Dungeons & Dragons can now be played online. It’s not that I have anything against computer games, but playing Dungeons & Dragons, or D&D, online misses the whole point of the game. Every man of a certain age falls into one of three distinct categories: as a teenager he either played D&D, he knew someone who played D&D, or he regularly beat up someone who played D&D. I was in the first category. Most weekends, and many weeknights I sat around a table with six or seven other guys throwing oddly shaped dice that ranged from four-sided pyramids to what was supposedly a hundred-sided die but which was really a golf ball with numbers on it.

The stereotype of D&D players is that they’re overweight, greasy-haired, friendless, socially maladjusted dorks who live in a perpetual adolescent fantasy world because they’re unable to cope with reality. Well, we weren’t all overweight. We weren’t friendless or socially maladjusted and we had friends. We had each other. Yes, we spent entirely too much time debating whether a fireball spell would kill an 8th Level Paladin, but that was the whole point. Even when we got on each others’ nerves we still sat next to each other and our lives intersected in ways that couldn’t be shut off with a switch. Even though most of what we did was play a silly game the relationships we built around dining room tables led us to do other things with each other like going to movies or occasionally, believe it or not, playing sports. I wish I could say it was like those movies or those dramatic TV shows where a close-knit group of kids share some horrible tragedy that unites them all in lifelong friendship and shared memories that one of them goes on to write a best selling book about, or there’s some crisis that magically resolves itself in the last three minutes, followed by a montage set to music. On second thought I’m glad nothing like that happened. Tragedy makes great entertainment but lousy living.

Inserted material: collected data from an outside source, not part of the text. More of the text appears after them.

use crate::error::Result;
use std::cell::{Cell, RefCell};
use std::fmt;
use std::rc::Rc;
use trellis_dom::{NodeId, SharedDocument};

type Callback = Box<dyn FnOnce()>;

struct AnimationInner {
    document: SharedDocument,
    element: NodeId,
    animation_classes: Vec<String>,
    callbacks: RefCell<Vec<Callback>>,
    completed: Cell<bool>,
}

/// Handle to a running CSS animation.
///
/// Completion removes the animation classes and runs every registered
/// callback exactly once.
#[derive(Clone)]
pub struct Animation {
    inner: Rc<AnimationInner>,
}

impl Animation {
    pub(crate) fn new(
        document: SharedDocument,
        element: NodeId,
        animation_classes: Vec<String>,
    ) -> Self {
        Self {
            inner: Rc::new(AnimationInner {
                document,
                element,
                animation_classes,
                callbacks: RefCell::new(Vec::new()),
                completed: Cell::new(false),
            }),
        }
    }

    pub fn element(&self) -> NodeId {
        self.inner.element
    }

    pub fn is_completed(&self) -> bool {
        self.inner.completed.get()
    }

    /// Register a completion callback. Runs immediately if already complete.
    pub fn on_complete(&self, callback: impl FnOnce() + 'static) -> &Self {
        if self.is_completed() {
            callback();
        } else {
            self.inner.callbacks.borrow_mut().push(Box::new(callback));
        }
        self
    }

    pub(crate) fn complete(&self) {
        if self.inner.completed.replace(true) {
            return;
        }
        if let Err(err) = self.remove_animation_classes() {
            tracing::warn!(
                element = %self.inner.element,
                error = %err,
                "failed to clear animation classes"
            );
        }
        let callbacks = std::mem::take(&mut *self.inner.callbacks.borrow_mut());
        for callback in callbacks {
            callback();
        }
    }

    fn remove_animation_classes(&self) -> Result<()> {
        let document = &self.inner.document;
        if !document.contains(self.inner.element) {
            return Ok(());
        }
        for class_name in &self.inner.animation_classes {
            document.remove_class(self.inner.element, class_name)?;
        }
        Ok(())
    }
}

impl fmt::Debug for Animation {
    fn fmt(&self, f: &mut fmt::Formatter<'_>) -> fmt::Result {
        f.debug_struct("Animation")
            .field("element", &self.inner.element)
            .field("animation_classes", &self.inner.animation_classes)
            .field("completed", &self.inner.completed.get())
            .finish()
    }
}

The most dramatic thing that ever happened was, right when we had a troll surrounded, someone’s mother came in and said, "Would you boys care for some spinach quiche?" And the real drama is that one of my friends ate that entire quiche by himself. In college I learned that writing about that kind of thing is called "slice of life", which is another term for "a boring waste of time". We had a lot of good times, although unfortunately they were mostly the you-had-to-be-there type of good times. And just being there wouldn’t be good enough. You’d have to be there, be sleep-deprived and stoked up on caffeine and of a particular mind set to fall all over yourself laughing about Sixteenth Century French pole arms. And believe me they were funny. To this day I still get a fit of giggles whenever someone says "fouchard" or "bec-du-corbin". Fortunately that doesn’t happen often.

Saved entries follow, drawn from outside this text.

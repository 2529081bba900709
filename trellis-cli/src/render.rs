use crate::bundle::Bundle;
use anyhow::{Context, Result};
use std::path::PathBuf;
use tracing::{debug, info};
use trellis_dom::Document;
use trellis_render::{DomRenderer, Renderer, RendererConfig};

pub struct RenderOptions {
    pub file: PathBuf,
    pub selector: String,
    pub config: Option<PathBuf>,
    pub hydrate: bool,
}

pub fn run_render(options: RenderOptions) -> Result<()> {
    let bundle = Bundle::from_path(&options.file)?;
    let config = match &options.config {
        Some(path) => RendererConfig::from_path(path)
            .with_context(|| format!("Failed to load renderer config: {}", path.display()))?,
        None => RendererConfig::default(),
    };
    let html = render_bundle(&bundle, config, &options.selector, options.hydrate)?;
    println!("{html}");
    Ok(())
}

/// Builds the bundle's page, renders the host view over `selector` and
/// returns the serialised document once every pending animation has finished.
pub fn render_bundle(
    bundle: &Bundle,
    config: RendererConfig,
    selector: &str,
    hydrate: bool,
) -> Result<String> {
    let document = Document::shared();
    let renderer = DomRenderer::with_config(document.clone(), config);

    for component in &bundle.components {
        renderer
            .register_component_template(
                component.id,
                component.commands.clone(),
                component.styles.clone(),
            )
            .with_context(|| format!("Failed to register component template {}", component.id))?;
    }

    if !bundle.document.body.is_empty() {
        let page = renderer
            .create_view(&renderer.create_proto_view(bundle.document.body.clone()), 1)
            .context("Failed to build document body")?;
        if let Some(fragment) = page.fragment_refs.first() {
            for node in renderer.get_root_nodes(fragment)?.iter() {
                document.append_child(document.body(), *node)?;
            }
        }
    }

    let proto = renderer.create_proto_view(bundle.host.clone());
    let view = renderer
        .create_root_host_view(&proto, 1, selector)
        .context("Failed to create root host view")?;
    if hydrate {
        renderer
            .hydrate_view(&view.view_ref)
            .context("Failed to hydrate root host view")?;
    }

    let finished = renderer.scheduler().finish_all();
    debug!(finished, "flushed pending animations");
    info!(renderer = %renderer.id(), selector, "rendered bundle");
    Ok(document.to_html())
}

#[cfg(test)]
mod tests {
    use super::*;
    use serde_json::json;
    use std::io::Write;

    fn bundle() -> Bundle {
        serde_json::from_value(json!({
            "components": [{
                "id": 1,
                "commands": [
                    { "kind": "begin_element", "name": "h1" },
                    { "kind": "text", "value": "Hello" },
                    { "kind": "end_element" }
                ],
                "styles": ["h1 { color: red }"]
            }],
            "host": [
                { "kind": "begin_component", "name": "app-root", "template_id": 1, "is_bound": true,
                  "event_bindings": [{ "target": "window", "name": "resize" }] },
                { "kind": "end_component" }
            ],
            "document": {
                "body": [
                    { "kind": "begin_element", "name": "app-root",
                      "attr_name_and_values": ["id", "root"] },
                    { "kind": "text", "value": "Loading..." },
                    { "kind": "end_element" }
                ]
            }
        }))
        .unwrap()
    }

    #[test]
    fn test_render_bundle_over_page_element() {
        let html = render_bundle(&bundle(), RendererConfig::default(), "app-root", true).unwrap();
        assert_eq!(
            html,
            "<!DOCTYPE html><html><head><style>h1 { color: red }</style></head>\
             <body><app-root id=\"root\"><h1>Hello</h1></app-root></body></html>"
        );
    }

    #[test]
    fn test_missing_host_element_is_reported() {
        let err = render_bundle(&bundle(), RendererConfig::default(), "#nope", false).unwrap_err();
        let message = format!("{err:#}");
        assert!(message.contains("Failed to create root host view"));
        assert!(message.contains("The selector \"#nope\" did not match any elements"));
    }

    #[test]
    fn test_config_file_changes_anchor_tag() {
        let mut config_file = tempfile::NamedTempFile::new().unwrap();
        write!(config_file, r#"{{ "template_anchor_tag": "template" }}"#).unwrap();
        let config = RendererConfig::from_path(config_file.path()).unwrap();

        let bundle: Bundle = serde_json::from_value(json!({
            "host": [
                { "kind": "begin_element", "name": "main" },
                { "kind": "embedded_template", "attr_name_and_values": ["ng-if", "ready"] },
                { "kind": "end_element" }
            ],
            "document": {
                "body": [{ "kind": "begin_element", "name": "main" }, { "kind": "end_element" }]
            }
        }))
        .unwrap();

        let html = render_bundle(&bundle, config, "main", false).unwrap();
        assert!(html.contains("<main><template ng-if=\"ready\"></template></main>"));
    }
}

But I digress. There was also the competitive side of D&D, the part that really fired up our imaginations. Occasionally we’d go to conventions and play tournament games where each player would be given a character with pages of detailed personality traits, and we’d be judged on how well we could portray that character. There are people who do that for a living. They’re called "actors", although most actors have it easy because they don’t have to write their own lines in between fighting giant purple worms with twenty-sided dice. Fortunately there were no Lee Strasbergs among us, so no one got impaled with a bec-du-corbin. I always thought of myself as a bit of a Stanislavsky, although the truth is I was the token guy who had no clue what was going on. The cliche that every group of individuals has one serious member, one joker, one jerk, one wacko, and one plain and normal person has never been true in my experience. We were all jokers, and we were all occasionally jerks, and we were all a little wacko, and there’s nobody in this world who’s really normal because being normal is, well, abnormal.

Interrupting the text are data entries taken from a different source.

use crate::animate::{AnimationBuilder, AnimationScheduler, SharedScheduler};
use crate::api::{
    RenderElementRef, RenderEventDispatcher, RenderFragmentRef, RenderProtoViewRef, RenderViewRef,
    RenderViewWithFragments, Renderer, RendererId,
};
use crate::config::RendererConfig;
use crate::error::{RenderError, Result};
use crate::events::EventManager;
use crate::method::ElementMethod;
use crate::registry::ComponentTemplateRegistry;
use crate::styles_host::DomSharedStylesHost;
use crate::template::{RenderTemplateCmd, TemplateId};
use crate::util::{attr_pairs, camel_case_to_dash_case};
use crate::view::{EventCallback, EventDisposer, RenderView};
use crate::view_factory::{create_render_view, NodeFactory};
use std::cell::{Ref, RefCell};
use std::rc::Rc;
use tracing::{debug, debug_span, warn};
use trellis_dom::{Document, DomEvent, Listener, NodeId, SharedDocument};

/// Renderer backed by a [`Document`].
///
/// Owns the component template registry, the shared styles host, the event
/// manager and the animation builder. References it hands out are only
/// accepted back by the same instance.
pub struct DomRenderer {
    id: RendererId,
    document: SharedDocument,
    config: RendererConfig,
    templates: RefCell<ComponentTemplateRegistry>,
    styles_host: RefCell<DomSharedStylesHost>,
    event_manager: EventManager,
    animate: AnimationBuilder,
}

impl DomRenderer {
    pub fn new(document: SharedDocument) -> Self {
        Self::with_config(document, RendererConfig::default())
    }

    pub fn with_config(document: SharedDocument, config: RendererConfig) -> Self {
        let event_manager = EventManager::with_default_plugins(document.clone());
        let styles_host = DomSharedStylesHost::new(document.clone());
        let animate = AnimationBuilder::new(document.clone(), AnimationScheduler::shared());
        Self::from_parts(document, event_manager, styles_host, animate, config)
    }

    pub fn from_parts(
        document: SharedDocument,
        event_manager: EventManager,
        styles_host: DomSharedStylesHost,
        animate: AnimationBuilder,
        config: RendererConfig,
    ) -> Self {
        Self {
            id: RendererId::next(),
            document,
            config,
            templates: RefCell::new(ComponentTemplateRegistry::new()),
            styles_host: RefCell::new(styles_host),
            event_manager,
            animate,
        }
    }

    pub fn id(&self) -> RendererId {
        self.id
    }

    pub fn document(&self) -> &SharedDocument {
        &self.document
    }

    pub fn config(&self) -> &RendererConfig {
        &self.config
    }

    /// Scheduler that completes enter/leave animations when ticked.
    pub fn scheduler(&self) -> &SharedScheduler {
        self.animate.scheduler()
    }

    pub fn styles_host(&self) -> Ref<'_, DomSharedStylesHost> {
        self.styles_host.borrow()
    }

    /// Runs `f` against the view behind `view`, for inspection.
    pub fn with_view<R>(
        &self,
        view: &RenderViewRef,
        f: impl FnOnce(&RenderView) -> R,
    ) -> Result<R> {
        let view = self.resolve_view(view)?.borrow();
        Ok(f(&view))
    }

    pub fn animate_nodes_enter(&self, nodes: &[NodeId]) -> Result<()> {
        for node in nodes {
            self.animate_node_enter(*node)?;
        }
        Ok(())
    }

    /// Starts the enter animation for elements carrying the animate class.
    pub fn animate_node_enter(&self, node: NodeId) -> Result<()> {
        if !self.is_animated(node) {
            return Ok(());
        }
        self.document.add_class(node, &self.config.enter_class)?;
        let animation = self
            .animate
            .css()
            .add_animation_class(&self.config.enter_active_class)
            .start(node)?;

        let document = self.document.clone();
        let enter_class = self.config.enter_class.clone();
        animation.on_complete(move || {
            if let Err(err) = document.remove_class(node, &enter_class) {
                warn!(%node, error = %err, "enter animation cleanup failed");
            }
        });
        Ok(())
    }

    /// Animates an element carrying the animate class out and removes it on
    /// completion; anything else is removed immediately.
    pub fn animate_node_leave(&self, node: NodeId) -> Result<()> {
        if !self.is_animated(node) {
            self.document.remove(node)?;
            return Ok(());
        }
        self.document.add_class(node, &self.config.leave_class)?;
        let animation = self
            .animate
            .css()
            .add_animation_class(&self.config.leave_active_class)
            .start(node)?;

        let document = self.document.clone();
        let leave_class = self.config.leave_class.clone();
        animation.on_complete(move || {
            let result = document
                .remove_class(node, &leave_class)
                .and_then(|()| document.remove(node));
            if let Err(err) = result {
                warn!(%node, error = %err, "leave animation cleanup failed");
            }
        });
        Ok(())
    }

    fn is_animated(&self, node: NodeId) -> bool {
        self.document.is_element_node(node)
            && self.document.has_class(node, &self.config.animate_class)
    }

    fn create_view_in(
        &self,
        proto_view: &RenderProtoViewRef,
        inplace_element: Option<NodeId>,
    ) -> Result<RenderViewWithFragments> {
        let commands = proto_view.resolve(self.id)?.clone();
        let view = create_render_view(commands, inplace_element, self)?;
        {
            let mut styles_host = self.styles_host.borrow_mut();
            for shadow_root in view.native_shadow_roots() {
                styles_host.add_host(*shadow_root)?;
            }
        }
        let fragment_refs = view
            .fragments()
            .iter()
            .map(|nodes| RenderFragmentRef::new(self.id, nodes.clone()))
            .collect();
        Ok(RenderViewWithFragments {
            view_ref: RenderViewRef::new(self.id, view),
            fragment_refs,
        })
    }

    fn resolve_view<'a>(&self, view: &'a RenderViewRef) -> Result<&'a RefCell<RenderView>> {
        view.resolve(self.id)
    }

    fn bound_element(&self, location: &RenderElementRef) -> Result<NodeId> {
        self.resolve_view(&location.render_view)?
            .borrow()
            .bound_element(location.bound_element_index)
    }

    fn set_attributes<'a>(
        &self,
        node: NodeId,
        attributes: impl Iterator<Item = (&'a str, &'a str)>,
    ) -> Result<()> {
        for (name, value) in attributes {
            self.document.set_attribute(node, name, value)?;
        }
        Ok(())
    }
}

impl Renderer for DomRenderer {
    fn register_component_template(
        &self,
        template_id: TemplateId,
        commands: Vec<RenderTemplateCmd>,
        styles: Vec<String>,
    ) -> Result<()> {
        if self.templates.borrow_mut().register(template_id, commands).is_some() {
            debug!("component template {} replaced", template_id);
        }
        self.styles_host.borrow_mut().add_styles(styles.as_slice())
    }

    fn resolve_component_template(
        &self,
        template_id: TemplateId,
    ) -> Option<Rc<[RenderTemplateCmd]>> {
        self.templates.borrow().resolve(template_id)
    }

    fn create_proto_view(&self, commands: Vec<RenderTemplateCmd>) -> RenderProtoViewRef {
        RenderProtoViewRef::new(self.id, commands.into())
    }

    fn create_root_host_view(
        &self,
        proto_view: &RenderProtoViewRef,
        fragment_count: usize,
        selector: &str,
    ) -> Result<RenderViewWithFragments> {
        let _span =
            debug_span!("DomRenderer::create_root_host_view", selector, fragment_count).entered();
        let element = self
            .document
            .query_selector(selector)?
            .ok_or_else(|| RenderError::SelectorNoMatch {
                selector: selector.to_string(),
            })?;
        self.create_view_in(proto_view, Some(element))
    }

    fn create_view(
        &self,
        proto_view: &RenderProtoViewRef,
        fragment_count: usize,
    ) -> Result<RenderViewWithFragments> {
        let _span = debug_span!("DomRenderer::create_view", fragment_count).entered();
        self.create_view_in(proto_view, None)
    }

    fn destroy_view(&self, view: &RenderViewRef) -> Result<()> {
        let mut view = self.resolve_view(view)?.borrow_mut();
        {
            let mut styles_host = self.styles_host.borrow_mut();
            for shadow_root in view.native_shadow_roots() {
                styles_host.remove_host(*shadow_root);
            }
        }
        view.destroy();
        Ok(())
    }

    fn get_native_element_sync(&self, location: &RenderElementRef) -> Result<NodeId> {
        self.bound_element(location)
    }

    fn get_root_nodes(&self, fragment: &RenderFragmentRef) -> Result<Rc<[NodeId]>> {
        fragment.resolve(self.id).cloned()
    }

    fn attach_fragment_after_fragment(
        &self,
        previous: &RenderFragmentRef,
        fragment: &RenderFragmentRef,
    ) -> Result<()> {
        let previous_nodes = previous.resolve(self.id)?;
        let nodes = fragment.resolve(self.id)?;
        let Some(sibling) = previous_nodes.last() else {
            debug!("previous fragment is empty, nothing to attach after");
            return Ok(());
        };
        move_nodes_after_sibling(&self.document, *sibling, nodes)?;
        self.animate_nodes_enter(nodes)
    }

    fn attach_fragment_after_element(
        &self,
        location: &RenderElementRef,
        fragment: &RenderFragmentRef,
    ) -> Result<()> {
        let element = self.bound_element(location)?;
        let nodes = fragment.resolve(self.id)?;
        move_nodes_after_sibling(&self.document, element, nodes)?;
        self.animate_nodes_enter(nodes)
    }

    fn detach_fragment(&self, fragment: &RenderFragmentRef) -> Result<()> {
        let nodes = fragment.resolve(self.id)?;
        let _span = debug_span!("DomRenderer::detach_fragment", nodes = nodes.len()).entered();
        for node in nodes.iter() {
            self.animate_node_leave(*node)?;
        }
        Ok(())
    }

    fn hydrate_view(&self, view: &RenderViewRef) -> Result<()> {
        self.resolve_view(view)?
            .borrow_mut()
            .hydrate(|target, event_name, callback| self.global_on(target, event_name, callback))
    }

    fn dehydrate_view(&self, view: &RenderViewRef) -> Result<()> {
        self.resolve_view(view)?.borrow_mut().dehydrate()
    }

    fn set_element_property(
        &self,
        location: &RenderElementRef,
        name: &str,
        value: serde_json::Value,
    ) -> Result<()> {
        let element = self.bound_element(location)?;
        self.document.set_property(element, name, value)?;
        Ok(())
    }

    fn set_element_attribute(
        &self,
        location: &RenderElementRef,
        name: &str,
        value: Option<&str>,
    ) -> Result<()> {
        let element = self.bound_element(location)?;
        let name = camel_case_to_dash_case(name);
        match value {
            Some(value) => self.document.set_attribute(element, &name, value)?,
            None => self.document.remove_attribute(element, &name)?,
        }
        Ok(())
    }

    fn set_element_class(
        &self,
        location: &RenderElementRef,
        class_name: &str,
        is_add: bool,
    ) -> Result<()> {
        let element = self.bound_element(location)?;
        if is_add {
            self.document.add_class(element, class_name)?;
        } else {
            self.document.remove_class(element, class_name)?;
        }
        Ok(())
    }

    fn set_element_style(
        &self,
        location: &RenderElementRef,
        name: &str,
        value: Option<&str>,
    ) -> Result<()> {
        let element = self.bound_element(location)?;
        let name = camel_case_to_dash_case(name);
        match value {
            Some(value) => self.document.set_style(element, &name, value)?,
            None => self.document.remove_style(element, &name)?,
        }
        Ok(())
    }

    fn invoke_element_method(
        &self,
        location: &RenderElementRef,
        method: &str,
        args: &[serde_json::Value],
    ) -> Result<()> {
        let element = self.bound_element(location)?;
        ElementMethod::parse(method, args)?.invoke(&self.document, element)
    }

    fn set_text(&self, view: &RenderViewRef, text_node_index: usize, text: &str) -> Result<()> {
        let node = self.resolve_view(view)?.borrow().bound_text_node(text_node_index)?;
        self.document.set_text(node, text)?;
        Ok(())
    }

    fn set_event_dispatcher(
        &self,
        view: &RenderViewRef,
        dispatcher: Rc<dyn RenderEventDispatcher>,
    ) -> Result<()> {
        self.resolve_view(view)?
            .borrow()
            .set_event_dispatcher(Some(dispatcher));
        Ok(())
    }
}

impl NodeFactory for DomRenderer {
    fn component_template(&self, template_id: TemplateId) -> Option<Rc<[RenderTemplateCmd]>> {
        self.templates.borrow().resolve(template_id)
    }

    fn create_template_anchor(&self, attr_name_and_values: &[String]) -> Result<NodeId> {
        self.create_element(&self.config.template_anchor_tag, attr_name_and_values)
    }

    fn create_element(&self, name: &str, attr_name_and_values: &[String]) -> Result<NodeId> {
        let attributes = attr_pairs(attr_name_and_values)?;
        let element = self.document.create_element(name);
        self.set_attributes(element, attributes)?;
        Ok(element)
    }

    fn merge_element(&self, existing: NodeId, attr_name_and_values: &[String]) -> Result<()> {
        let attributes = attr_pairs(attr_name_and_values)?;
        self.document.clear_nodes(existing)?;
        self.set_attributes(existing, attributes)
    }

    fn create_shadow_root(&self, host: NodeId) -> Result<NodeId> {
        Ok(self.document.create_shadow_root(host)?)
    }

    fn create_text(&self, value: Option<&str>) -> NodeId {
        self.document.create_text_node(value.unwrap_or(""))
    }

    fn append_child(&self, parent: NodeId, child: NodeId) -> Result<()> {
        Ok(self.document.append_child(parent, child)?)
    }

    fn on(&self, element: NodeId, event_name: &str, callback: EventCallback) -> Result<()> {
        self.event_manager
            .add_event_listener(element, event_name, decorate_prevent_default(callback))
    }

    fn global_on(
        &self,
        target: &str,
        event_name: &str,
        callback: EventCallback,
    ) -> Result<EventDisposer> {
        self.event_manager
            .add_global_event_listener(target, event_name, decorate_prevent_default(callback))
    }
}

/// Moves `nodes` directly after `sibling`, keeping their order. Does nothing
/// when `nodes` is empty or `sibling` is detached.
pub fn move_nodes_after_sibling(
    document: &Document,
    sibling: NodeId,
    nodes: &[NodeId],
) -> Result<()> {
    let (Some(first), Some(parent)) = (nodes.first(), document.parent_node(sibling)) else {
        return Ok(());
    };
    for node in nodes {
        document.insert_before(parent, *node, Some(sibling))?;
    }
    document.insert_before(parent, sibling, Some(*first))?;
    Ok(())
}

/// Wraps an event callback so a `false` return prevents the default action.
pub fn decorate_prevent_default(handler: EventCallback) -> Listener {
    Rc::new(move |event: &DomEvent| {
        if !handler(event) {
            event.prevent_default();
        }
    })
}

But I digress. I was also the insomniac. When all the caffeine and the thrill of slaying a red dragon in its lair had worn off and everyone else fell asleep I stayed up watching late night movies on cable, partly for the nudity, but also because I couldn’t sleep and there wasn’t much else for me to do. I remember one morning there was a light rain. Light rain in the predawn is always depressing regardless of your circumstances. If you won the lottery the day before and woke up to an early morning drizzle you’d be somber and contemplate the fact that even if all that money solved your problems it would bring a whole new set of problems. Everyone around me got up and started to head home. I was out in the driveway directing their cars, making sure no one backed into the wall or drove through the neighbor’s yard. If our lives were part of a movie or dramatic television show this would be the montage set to music moment, usually following some terrible event and a revelation of epic proportions. There was nothing epic about it, but that morning was the first time I realized that these friendships wouldn’t last, that for three or four years Dungeons & Dragons brought us together but it wouldn’t keep us together. We were going off in different directions to different lives, but at least we’d shared that time with each other in a way that pixels on a computer screen would never have allowed. Especially the spinach quiche.